◆ **Work request**:
Please tally how many lines of the material below include the word "offset", giving only the number.

Material to process below:

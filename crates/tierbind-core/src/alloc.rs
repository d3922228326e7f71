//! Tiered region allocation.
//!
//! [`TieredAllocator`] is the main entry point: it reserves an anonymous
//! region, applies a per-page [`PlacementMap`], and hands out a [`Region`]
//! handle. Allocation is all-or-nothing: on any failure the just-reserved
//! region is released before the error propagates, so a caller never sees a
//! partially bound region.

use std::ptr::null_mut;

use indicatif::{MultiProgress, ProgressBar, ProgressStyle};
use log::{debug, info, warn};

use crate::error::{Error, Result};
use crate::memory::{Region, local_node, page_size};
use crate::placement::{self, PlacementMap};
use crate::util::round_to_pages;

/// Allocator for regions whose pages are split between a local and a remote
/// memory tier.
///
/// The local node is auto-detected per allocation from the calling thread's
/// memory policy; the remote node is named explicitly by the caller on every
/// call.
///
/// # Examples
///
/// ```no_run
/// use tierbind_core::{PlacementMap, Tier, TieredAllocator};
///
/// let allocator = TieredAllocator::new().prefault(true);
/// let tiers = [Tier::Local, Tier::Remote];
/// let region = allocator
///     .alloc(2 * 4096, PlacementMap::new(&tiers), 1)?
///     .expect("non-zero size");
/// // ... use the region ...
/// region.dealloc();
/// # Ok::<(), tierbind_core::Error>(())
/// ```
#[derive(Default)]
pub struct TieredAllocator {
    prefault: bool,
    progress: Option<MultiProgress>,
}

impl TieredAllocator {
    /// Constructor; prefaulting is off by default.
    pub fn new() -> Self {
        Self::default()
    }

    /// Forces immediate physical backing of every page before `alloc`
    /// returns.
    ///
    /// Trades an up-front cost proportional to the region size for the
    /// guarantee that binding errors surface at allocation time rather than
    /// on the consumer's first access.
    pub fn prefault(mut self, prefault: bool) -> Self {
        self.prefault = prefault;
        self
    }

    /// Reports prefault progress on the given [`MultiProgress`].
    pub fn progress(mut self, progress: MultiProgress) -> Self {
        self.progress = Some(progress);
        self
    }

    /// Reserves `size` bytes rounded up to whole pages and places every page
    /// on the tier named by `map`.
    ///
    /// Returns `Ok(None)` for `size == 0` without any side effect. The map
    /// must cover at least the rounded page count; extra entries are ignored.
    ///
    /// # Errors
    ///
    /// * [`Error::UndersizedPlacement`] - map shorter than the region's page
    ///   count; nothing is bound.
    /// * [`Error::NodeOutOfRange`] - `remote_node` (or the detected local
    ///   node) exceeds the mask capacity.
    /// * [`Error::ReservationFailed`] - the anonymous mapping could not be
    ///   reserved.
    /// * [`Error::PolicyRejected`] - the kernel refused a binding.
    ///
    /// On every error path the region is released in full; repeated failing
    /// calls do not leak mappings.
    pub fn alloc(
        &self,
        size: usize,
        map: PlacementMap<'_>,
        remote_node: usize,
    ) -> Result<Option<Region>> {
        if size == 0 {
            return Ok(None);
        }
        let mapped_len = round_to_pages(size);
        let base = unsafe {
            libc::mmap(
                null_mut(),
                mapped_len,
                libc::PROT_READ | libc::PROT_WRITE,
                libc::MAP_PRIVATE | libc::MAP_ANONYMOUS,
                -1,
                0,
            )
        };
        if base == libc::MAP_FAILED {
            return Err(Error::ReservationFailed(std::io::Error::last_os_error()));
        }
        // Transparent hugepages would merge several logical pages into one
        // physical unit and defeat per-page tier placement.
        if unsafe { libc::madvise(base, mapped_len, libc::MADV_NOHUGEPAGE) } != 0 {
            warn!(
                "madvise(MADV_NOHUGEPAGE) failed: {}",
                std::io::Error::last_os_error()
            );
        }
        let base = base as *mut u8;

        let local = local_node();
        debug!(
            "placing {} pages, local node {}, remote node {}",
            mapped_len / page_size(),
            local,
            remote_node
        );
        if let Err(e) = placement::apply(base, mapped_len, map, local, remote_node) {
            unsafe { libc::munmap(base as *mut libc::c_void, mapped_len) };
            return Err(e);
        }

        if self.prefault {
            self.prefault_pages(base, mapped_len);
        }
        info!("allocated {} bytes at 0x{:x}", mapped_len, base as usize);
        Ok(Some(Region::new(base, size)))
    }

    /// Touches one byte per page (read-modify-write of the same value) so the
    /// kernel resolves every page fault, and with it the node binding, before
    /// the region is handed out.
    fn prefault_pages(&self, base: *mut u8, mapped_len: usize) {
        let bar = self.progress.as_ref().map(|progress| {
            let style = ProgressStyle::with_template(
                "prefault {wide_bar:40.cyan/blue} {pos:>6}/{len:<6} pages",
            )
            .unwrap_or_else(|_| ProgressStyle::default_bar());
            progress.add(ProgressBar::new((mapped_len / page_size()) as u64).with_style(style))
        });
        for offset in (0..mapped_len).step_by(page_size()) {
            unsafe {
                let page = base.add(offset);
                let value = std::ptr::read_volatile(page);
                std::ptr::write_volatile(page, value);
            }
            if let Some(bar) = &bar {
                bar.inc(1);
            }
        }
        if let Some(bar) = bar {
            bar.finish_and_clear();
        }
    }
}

End of Material to process.
Material to process below:

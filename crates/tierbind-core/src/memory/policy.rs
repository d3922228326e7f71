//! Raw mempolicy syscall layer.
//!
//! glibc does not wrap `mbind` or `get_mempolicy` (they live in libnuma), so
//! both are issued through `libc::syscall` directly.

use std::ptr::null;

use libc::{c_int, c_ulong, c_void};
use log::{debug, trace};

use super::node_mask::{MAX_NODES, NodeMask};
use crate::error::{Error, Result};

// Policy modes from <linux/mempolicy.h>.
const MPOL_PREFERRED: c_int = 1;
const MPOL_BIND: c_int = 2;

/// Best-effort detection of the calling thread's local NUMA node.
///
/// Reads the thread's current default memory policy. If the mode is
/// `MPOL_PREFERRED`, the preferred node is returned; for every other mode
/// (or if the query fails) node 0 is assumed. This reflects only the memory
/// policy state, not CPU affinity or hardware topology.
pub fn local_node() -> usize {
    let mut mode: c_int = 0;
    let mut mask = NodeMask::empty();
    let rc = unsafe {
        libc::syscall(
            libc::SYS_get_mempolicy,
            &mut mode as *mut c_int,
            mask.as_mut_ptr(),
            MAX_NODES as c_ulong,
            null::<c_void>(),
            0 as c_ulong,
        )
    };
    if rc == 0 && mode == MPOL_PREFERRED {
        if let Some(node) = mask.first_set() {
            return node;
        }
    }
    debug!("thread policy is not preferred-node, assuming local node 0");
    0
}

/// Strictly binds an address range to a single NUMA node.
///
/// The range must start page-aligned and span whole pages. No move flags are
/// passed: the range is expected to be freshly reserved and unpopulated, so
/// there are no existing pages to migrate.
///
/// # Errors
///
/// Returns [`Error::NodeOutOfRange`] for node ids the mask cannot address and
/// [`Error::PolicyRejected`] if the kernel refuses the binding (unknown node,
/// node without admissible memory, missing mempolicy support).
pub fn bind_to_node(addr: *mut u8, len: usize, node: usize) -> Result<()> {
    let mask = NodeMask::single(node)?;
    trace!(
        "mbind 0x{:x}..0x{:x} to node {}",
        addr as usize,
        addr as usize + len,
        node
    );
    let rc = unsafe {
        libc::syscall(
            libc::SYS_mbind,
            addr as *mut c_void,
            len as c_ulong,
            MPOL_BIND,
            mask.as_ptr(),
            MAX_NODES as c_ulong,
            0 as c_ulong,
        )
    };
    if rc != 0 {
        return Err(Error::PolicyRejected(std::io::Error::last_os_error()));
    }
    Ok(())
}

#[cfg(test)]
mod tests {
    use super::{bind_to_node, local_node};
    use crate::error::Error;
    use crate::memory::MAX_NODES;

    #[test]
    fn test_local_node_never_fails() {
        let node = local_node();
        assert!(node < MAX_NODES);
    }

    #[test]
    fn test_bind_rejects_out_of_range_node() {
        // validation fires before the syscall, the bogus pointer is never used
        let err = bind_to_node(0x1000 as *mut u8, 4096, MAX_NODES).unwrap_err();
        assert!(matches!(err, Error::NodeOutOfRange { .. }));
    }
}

End of Material to process.

◆ **Written answer**:
2